Copy every line of the entries that has the string "Mutex" in it.

#### DATA TO USE

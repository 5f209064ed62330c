// SPDX-License-Identifier: BUSL-1.1
// Copyright (c) 2026 Alfred Jean LLC

//! Clock abstraction for testable time handling
//!
//! Two readings are exposed: a monotonic [`Instant`] used by the trigger
//! table, and a wall-clock UTC timestamp used by conditions and uptime.

use chrono::{DateTime, Utc};
use std::sync::{Arc, Mutex};
use std::time::{Duration, Instant};

/// A clock that provides the current time
pub trait Clock: Clone + Send + Sync + 'static {
    fn now(&self) -> Instant;

    fn utc_now(&self) -> DateTime<Utc>;
}

/// Real system clock
#[derive(Clone, Default)]
pub struct SystemClock;

impl Clock for SystemClock {
    fn now(&self) -> Instant {
        Instant::now()
    }

    fn utc_now(&self) -> DateTime<Utc> {
        Utc::now()
    }
}

#[derive(Debug)]
struct FakeTime {
    instant: Instant,
    utc: DateTime<Utc>,
}

/// Fake clock for testing with controllable time
///
/// Both readings move together when advanced.
#[derive(Clone)]
pub struct FakeClock {
    current: Arc<Mutex<FakeTime>>,
}

impl FakeClock {
    pub fn new() -> Self {
        Self {
            current: Arc::new(Mutex::new(FakeTime {
                instant: Instant::now(),
                utc: Utc::now(),
            })),
        }
    }

    /// Create a fake clock whose wall-clock reading starts at `utc`
    pub fn at(utc: DateTime<Utc>) -> Self {
        let clock = Self::new();
        clock.set_utc(utc);
        clock
    }

    /// Advance the clock by the given duration
    pub fn advance(&self, duration: Duration) {
        let mut current = self.current.lock().unwrap_or_else(|e| e.into_inner());
        current.instant += duration;
        current.utc += chrono::Duration::from_std(duration).unwrap_or(chrono::Duration::zero());
    }

    /// Set the wall-clock reading without moving the monotonic one
    pub fn set_utc(&self, utc: DateTime<Utc>) {
        let mut current = self.current.lock().unwrap_or_else(|e| e.into_inner());
        current.utc = utc;
    }
}

impl Default for FakeClock {
    fn default() -> Self {
        Self::new()
    }
}

impl Clock for FakeClock {
    fn now(&self) -> Instant {
        self.current
            .lock()
            .unwrap_or_else(|e| e.into_inner())
            .instant
    }

    fn utc_now(&self) -> DateTime<Utc> {
        self.current.lock().unwrap_or_else(|e| e.into_inner()).utc
    }
}

#[cfg(test)]
#[path = "clock_tests.rs"]
mod tests;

########

**EXERCISE ANSWER**:
use std::sync::{Arc, Mutex};
    current: Arc<Mutex<FakeTime>>,
            current: Arc::new(Mutex::new(FakeTime {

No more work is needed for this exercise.